Source data

//! Public catalog route handlers.

use axum::{
    Json,
    extract::{Path, Query, State},
};
use serde::Deserialize;

use replay_core::GameId;

use crate::db::CatalogStore;
use crate::db::games::{GamePage, GameRepository, MAX_PAGE_SIZE};
use crate::error::{AppError, Result};
use crate::models::{Game, GameSortField};
use crate::state::AppState;

const DEFAULT_PAGE_SIZE: i64 = 20;

/// Pagination and sort parameters for the listing endpoints.
#[derive(Debug, Deserialize)]
pub struct PageQuery {
    /// 0-indexed page number.
    pub page: Option<i64>,
    pub page_size: Option<i64>,
    /// One of the whitelisted sort fields; anything else sorts by id.
    pub sort: Option<String>,
    /// `asc` (default) or `desc`.
    pub order: Option<String>,
}

impl PageQuery {
    fn page(&self) -> Result<i64> {
        match self.page {
            Some(page) if page < 0 => {
                Err(AppError::BadRequest("page must be non-negative".to_string()))
            }
            Some(page) => Ok(page),
            None => Ok(0),
        }
    }

    fn page_size(&self) -> Result<i64> {
        match self.page_size {
            Some(size) if !(1..=MAX_PAGE_SIZE).contains(&size) => Err(AppError::BadRequest(
                format!("page_size must be between 1 and {MAX_PAGE_SIZE}"),
            )),
            Some(size) => Ok(size),
            None => Ok(DEFAULT_PAGE_SIZE),
        }
    }

    fn sort(&self) -> GameSortField {
        GameSortField::parse(self.sort.as_deref())
    }

    fn descending(&self) -> bool {
        self.order.as_deref() == Some("desc")
    }
}

/// `GET /api/games`
pub async fn index(
    State(state): State<AppState>,
    Query(query): Query<PageQuery>,
) -> Result<Json<GamePage>> {
    let page = GameRepository::new(state.pool())
        .find_paginated(
            query.page()?,
            query.page_size()?,
            query.sort(),
            query.descending(),
        )
        .await?;

    Ok(Json(page))
}

/// Search parameters: the standard page query plus the search term.
///
/// Fields are spelled out rather than flattened; `serde_urlencoded`
/// cannot deserialize numeric fields through `#[serde(flatten)]`.
#[derive(Debug, Deserialize)]
pub struct SearchQuery {
    pub q: String,
    pub page: Option<i64>,
    pub page_size: Option<i64>,
    pub sort: Option<String>,
    pub order: Option<String>,
}

impl SearchQuery {
    fn page_query(&self) -> PageQuery {
        PageQuery {
            page: self.page,
            page_size: self.page_size,
            sort: self.sort.clone(),
            order: self.order.clone(),
        }
    }
}

/// `GET /api/games/search`
pub async fn search(
    State(state): State<AppState>,
    Query(query): Query<SearchQuery>,
) -> Result<Json<GamePage>> {
    let term = query.q.trim();
    if term.is_empty() {
        return Err(AppError::BadRequest(
            "search term must not be empty".to_string(),
        ));
    }

    let paging = query.page_query();
    let page = GameRepository::new(state.pool())
        .search(
            term,
            paging.page()?,
            paging.page_size()?,
            paging.sort(),
            paging.descending(),
        )
        .await?;

    Ok(Json(page))
}

/// `GET /api/games/{id}`
pub async fn show(
    State(state): State<AppState>,
    Path(id): Path<GameId>,
) -> Result<Json<Game>> {
    let game = GameRepository::new(state.pool())
        .find_by_id(id)
        .await?
        .ok_or_else(|| AppError::NotFound(format!("game {id}")))?;

    Ok(Json(game))
}

#[cfg(test)]
mod tests {
    use super::*;

    fn query(page: Option<i64>, page_size: Option<i64>) -> PageQuery {
        PageQuery {
            page,
            page_size,
            sort: None,
            order: None,
        }
    }

    #[test]
    fn defaults_apply_when_params_absent() {
        let q = query(None, None);
        assert_eq!(q.page().expect("valid"), 0);
        assert_eq!(q.page_size().expect("valid"), DEFAULT_PAGE_SIZE);
        assert_eq!(q.sort(), GameSortField::Id);
        assert!(!q.descending());
    }

    #[test]
    fn negative_page_is_rejected() {
        assert!(query(Some(-1), None).page().is_err());
    }

    #[test]
    fn page_size_bounds_are_enforced() {
        assert!(query(None, Some(0)).page_size().is_err());
        assert!(query(None, Some(MAX_PAGE_SIZE + 1)).page_size().is_err());
        assert_eq!(
            query(None, Some(MAX_PAGE_SIZE)).page_size().expect("valid"),
            MAX_PAGE_SIZE
        );
    }

    #[test]
    fn order_param_controls_direction() {
        let mut q = query(None, None);
        q.order = Some("desc".to_string());
        assert!(q.descending());
        q.order = Some("asc".to_string());
        assert!(!q.descending());
    }
}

Requirement
Pick each line holding the word "async" out of the data and copy it.

Written solution
pub async fn index(
pub async fn search(
pub async fn show(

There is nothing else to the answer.